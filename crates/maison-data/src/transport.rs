//! Pluggable request execution.
//!
//! The storefront's server functions run inside Spin, so the production
//! transport uses Spin's outbound HTTP. Native builds get a transport that
//! refuses to send, and tests script responses with [`MockTransport`].

use crate::{FetchError, RequestBuilder, Response};
use async_trait::async_trait;

/// Executes a request and returns the raw response.
#[cfg_attr(target_arch = "wasm32", async_trait(?Send))]
#[cfg_attr(not(target_arch = "wasm32"), async_trait)]
pub trait Transport: Send + Sync {
    /// Send the request.
    async fn execute(&self, request: RequestBuilder) -> Result<Response, FetchError>;
}

/// Spin outbound HTTP.
#[cfg(all(target_arch = "wasm32", feature = "spin"))]
#[derive(Debug, Default, Clone, Copy)]
pub struct SpinTransport;

#[cfg(all(target_arch = "wasm32", feature = "spin"))]
#[async_trait(?Send)]
impl Transport for SpinTransport {
    async fn execute(&self, request: RequestBuilder) -> Result<Response, FetchError> {
        use crate::Method;
        use spin_sdk::http::{Method as SpinMethod, Request};

        let method = match request.method() {
            Method::Get => SpinMethod::Get,
            Method::Post => SpinMethod::Post,
            Method::Put => SpinMethod::Put,
            Method::Patch => SpinMethod::Patch,
            Method::Delete => SpinMethod::Delete,
        };

        let mut builder = Request::builder();
        builder.method(method);
        builder.uri(request.url());
        for (key, value) in request.headers() {
            builder.header(key.as_str(), value.as_str());
        }
        if let Some(body) = request.body_bytes() {
            builder.body(body.to_vec());
        }

        let response: spin_sdk::http::Response = spin_sdk::http::send(builder.build())
            .await
            .map_err(|e| FetchError::RequestError(e.to_string()))?;

        let status = *response.status();
        let headers = response
            .headers()
            .map(|(k, v)| (k.to_string(), v.as_str().unwrap_or("").to_string()))
            .collect();

        Ok(Response::new(status, headers, response.into_body()))
    }
}

/// Transport for native builds, where no outbound HTTP runtime is wired in.
#[derive(Debug, Default, Clone, Copy)]
pub struct UnavailableTransport;

#[cfg_attr(target_arch = "wasm32", async_trait(?Send))]
#[cfg_attr(not(target_arch = "wasm32"), async_trait)]
impl Transport for UnavailableTransport {
    async fn execute(&self, request: RequestBuilder) -> Result<Response, FetchError> {
        Err(FetchError::RequestError(format!(
            "no HTTP transport available for {} {}",
            request.method().as_str(),
            request.path()
        )))
    }
}

/// The transport used when none is configured explicitly.
pub fn default_transport() -> std::sync::Arc<dyn Transport> {
    #[cfg(all(target_arch = "wasm32", feature = "spin"))]
    {
        std::sync::Arc::new(SpinTransport)
    }

    #[cfg(not(all(target_arch = "wasm32", feature = "spin")))]
    {
        std::sync::Arc::new(UnavailableTransport)
    }
}

#[cfg(any(test, feature = "testing"))]
pub use mock::MockTransport;

#[cfg(any(test, feature = "testing"))]
mod mock {
    use super::*;
    use std::collections::VecDeque;
    use std::sync::Mutex;

    /// Scripted transport: replays queued responses in order and records
    /// every request it receives.
    #[derive(Debug, Default)]
    pub struct MockTransport {
        responses: Mutex<VecDeque<Result<Response, FetchError>>>,
        requests: Mutex<Vec<RequestBuilder>>,
    }

    impl MockTransport {
        pub fn new() -> Self {
            Self::default()
        }

        /// Queue a JSON response.
        pub fn push_json(&self, status: u16, body: serde_json::Value) -> &Self {
            self.push(Ok(Response::json_body(status, &body)))
        }

        /// Queue an empty `204 No Content`.
        pub fn push_empty(&self) -> &Self {
            self.push(Ok(Response::new(204, Default::default(), Vec::new())))
        }

        /// Queue an arbitrary outcome.
        pub fn push(&self, outcome: Result<Response, FetchError>) -> &Self {
            self.responses
                .lock()
                .expect("mock transport poisoned")
                .push_back(outcome);
            self
        }

        /// Requests received so far.
        pub fn requests(&self) -> Vec<RequestBuilder> {
            self.requests
                .lock()
                .expect("mock transport poisoned")
                .clone()
        }

        /// The most recent request.
        pub fn last_request(&self) -> Option<RequestBuilder> {
            self.requests().pop()
        }
    }

    #[cfg_attr(target_arch = "wasm32", async_trait(?Send))]
    #[cfg_attr(not(target_arch = "wasm32"), async_trait)]
    impl Transport for MockTransport {
        async fn execute(&self, request: RequestBuilder) -> Result<Response, FetchError> {
            self.requests
                .lock()
                .expect("mock transport poisoned")
                .push(request.clone());
            self.responses
                .lock()
                .expect("mock transport poisoned")
                .pop_front()
                .unwrap_or_else(|| {
                    Err(FetchError::RequestError(format!(
                        "unexpected request {} {}",
                        request.method().as_str(),
                        request.url()
                    )))
                })
        }
    }
}
//! Product listing with search, filters and pagination. The query lives in
//! the URL so listings can be shared and survive a reload.

use super::LoadError;
use crate::api::list_products;
use crate::state::{error_message, use_shop};
use leptos::prelude::*;
use leptos_meta::Title;
use leptos_router::hooks::{use_navigate, use_query_map};
use leptos_router::NavigateOptions;
use maison_commerce::prelude::*;
use maison_ui::components::{FilterSheet, Pagination, ProductCard, ProductGridSkeleton};

const QUERY_KEYS: [&str; 9] = [
    "collection", "q", "size", "color", "minPrice", "maxPrice", "sort", "page", "perPage",
];

const SIZES: [&str; 7] = ["XS", "S", "M", "L", "XL", "XXL", "Free Size"];
const COLORS: [&str; 10] = [
    "Black", "White", "Ivory", "Red", "Maroon", "Pink", "Blue", "Green", "Yellow", "Gold",
];

fn listing_url(query: &ProductQuery) -> String {
    let pairs: Vec<String> = query
        .to_query_pairs()
        .into_iter()
        .map(|(k, v)| format!("{}={}", k, urlencoding::encode(&v)))
        .collect();
    format!("/products?{}", pairs.join("&"))
}

#[component]
pub fn ProductsPage() -> impl IntoView {
    let shop = use_shop();
    let url = use_query_map();
    let initial = url.with_untracked(|params| {
        ProductQuery::from_query_pairs(
            QUERY_KEYS
                .iter()
                .filter_map(|key| params.get_str(key).map(|value| (*key, value))),
        )
    });
    let query = RwSignal::new(initial);
    let filters_open = RwSignal::new(false);

    let navigate = use_navigate();
    Effect::new(move |_| {
        let href = query.with(listing_url);
        navigate(
            &href,
            NavigateOptions {
                replace: true,
                scroll: false,
                ..Default::default()
            },
        );
    });

    let products = Resource::new(move || query.get(), list_products);

    let heading = move || {
        query.with(|q| match (&q.collection, &q.search) {
            (_, Some(search)) => format!("Results for \u{201c}{search}\u{201d}"),
            (Some(collection), None) => collection.replace('-', " "),
            (None, None) => "All products".to_string(),
        })
    };
    let total_pages = Signal::derive(move || {
        products
            .get()
            .and_then(Result::ok)
            .map(|page| page.total_pages())
            .unwrap_or(1)
    });

    view! {
        <Title text=heading/>
        <div class="listing-header">
            <h1>{heading}</h1>
            <input
                type="search"
                placeholder="Search sarees, kurtas, lehengas"
                prop:value=move || query.with(|q| q.search.clone().unwrap_or_default())
                on:change=move |ev| {
                    let text = event_target_value(&ev);
                    query.update(|q| *q = std::mem::take(q).with_search(text));
                }
            />
            <button class="btn-outline" on:click=move |_| filters_open.set(true)>
                "Filters"
                {move || match query.with(ProductQuery::active_filter_count) {
                    0 => String::new(),
                    n => format!(" ({n})"),
                }}
            </button>
        </div>

        <FilterSheet
            query=query
            open=filters_open
            sizes=SIZES.iter().map(|s| s.to_string()).collect()
            colors=COLORS.iter().map(|c| c.to_string()).collect()
        />

        <Suspense fallback=|| view! { <ProductGridSkeleton/> }>
            {move || products.get().map(|result| match result {
                Ok(page) if page.is_empty() => view! {
                    <div class="empty-state">
                        <p>"No products match these filters."</p>
                        <button class="btn" on:click=move |_| query.update(ProductQuery::clear_filters)>
                            "Clear filters"
                        </button>
                    </div>
                }.into_any(),
                Ok(page) => view! {
                    <p class="result-count">{format!("{} products", page.total)}</p>
                    <div class="products">
                        {page.items.into_iter().map(|product| {
                            let id = product.id.clone();
                            let wishlisted = Signal::derive(move || shop.store.with(|s| s.wishlist.contains(&id)));
                            view! {
                                <ProductCard
                                    product=product
                                    wishlisted=wishlisted
                                    on_wishlist=Callback::new(move |p: Product| shop.toggle_wishlist(p))
                                />
                            }
                        }).collect_view()}
                    </div>
                }.into_any(),
                Err(e) => view! { <LoadError message=error_message(&e)/> }.into_any(),
            })}
        </Suspense>

        <Pagination
            page=Signal::derive(move || query.with(|q| q.page))
            total_pages=total_pages
            on_change=Callback::new(move |page: u32| query.update(|q| q.page = page))
        />
    }
}

#[cfg(test)]
mod tests {
    use super::*;

    #[test]
    fn test_listing_url_encodes_values() {
        let query = ProductQuery::new().with_search("silk saree");
        assert_eq!(listing_url(&query), "/products?q=silk%20saree&perPage=24");
    }

    #[test]
    fn test_listing_url_round_trips_through_query_pairs() {
        let mut query = ProductQuery::new().in_collection("festive");
        query.toggle_size("M");
        query.toggle_size("L");
        let href = listing_url(&query);
        let raw = href.trim_start_matches("/products?");
        let decoded: Vec<(String, String)> = raw
            .split('&')
            .filter_map(|pair| pair.split_once('='))
            .map(|(k, v)| (k.to_string(), urlencoding::decode(v).unwrap().into_owned()))
            .collect();
        let parsed = ProductQuery::from_query_pairs(decoded.iter().map(|(k, v)| (k.as_str(), v.as_str())));
        assert_eq!(parsed, query);
    }
}
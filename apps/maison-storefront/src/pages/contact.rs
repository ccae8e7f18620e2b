//! Contact form, filed as an inquiry for the admin team.

use crate::api::submit_inquiry;
use crate::state::{error_message, use_shop};
use leptos::prelude::*;
use leptos::task::spawn_local;
use leptos_meta::Title;
use maison_commerce::inquiry::NewInquiry;

#[component]
pub fn ContactPage() -> impl IntoView {
    let shop = use_shop();
    let form = RwSignal::new(NewInquiry::default());
    let errors = RwSignal::new(Vec::<String>::new());
    let sent = RwSignal::new(false);
    let pending = RwSignal::new(false);

    let input = move |label: &'static str, kind: &'static str, get: fn(&NewInquiry) -> String, set: fn(&mut NewInquiry, String)| {
        view! {
            <label>
                {label}
                <input
                    type=kind
                    prop:value=move || form.with(get)
                    on:input=move |ev| form.update(|f| set(f, event_target_value(&ev)))
                />
            </label>
        }
    };

    let submit = move |ev: leptos::ev::SubmitEvent| {
        ev.prevent_default();
        let inquiry = form.get_untracked().normalized();
        if let Err(found) = inquiry.validate() {
            errors.set(found.iter().map(ToString::to_string).collect());
            return;
        }
        errors.set(Vec::new());
        pending.set(true);
        spawn_local(async move {
            match submit_inquiry(inquiry).await {
                Ok(()) => {
                    sent.set(true);
                    form.set(NewInquiry::default());
                    shop.toasts.success("Message sent. We'll get back to you soon.");
                }
                Err(e) => errors.set(vec![error_message(&e)]),
            }
            pending.set(false);
        });
    };

    view! {
        <Title text="Contact us"/>
        <div class="contact-page">
            <h1>"Contact us"</h1>
            <Show
                when=move || !sent.get()
                fallback=move || view! {
                    <p>"Thanks for writing to us. Our team usually replies within a day."</p>
                    <button class="link" on:click=move |_| sent.set(false)>"Send another message"</button>
                }
            >
                <ul class="form-errors" role="alert">
                    {move || errors.get().into_iter().map(|e| view! { <li>{e}</li> }).collect_view()}
                </ul>
                <form on:submit=submit>
                    {input("Name", "text", |f| f.name.clone(), |f, v| f.name = v)}
                    {input("Email", "email", |f| f.email.clone(), |f, v| f.email = v)}
                    {input("Phone (optional)", "tel", |f| f.phone.clone().unwrap_or_default(), |f, v| {
                        f.phone = (!v.trim().is_empty()).then_some(v)
                    })}
                    {input("Subject", "text", |f| f.subject.clone(), |f, v| f.subject = v)}
                    <label>
                        "Message"
                        <textarea
                            rows="6"
                            prop:value=move || form.with(|f| f.message.clone())
                            on:input=move |ev| form.update(|f| f.message = event_target_value(&ev))
                        ></textarea>
                    </label>
                    <button class="btn" type="submit" disabled=pending>
                        {move || if pending.get() { "Sending..." } else { "Send message" }}
                    </button>
                </form>
            </Show>
        </div>
    }
}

To do
Which lines above carry the string "button"? Copy those lines.

Written solution
            <button class="btn-outline" on:click=move |_| filters_open.set(true)>
            </button>
                        <button class="btn" on:click=move |_| query.update(ProductQuery::clear_filters)>
                        </button>
                    <button class="link" on:click=move |_| sent.set(false)>"Send another message"</button>
                    <button class="btn" type="submit" disabled=pending>
                    </button>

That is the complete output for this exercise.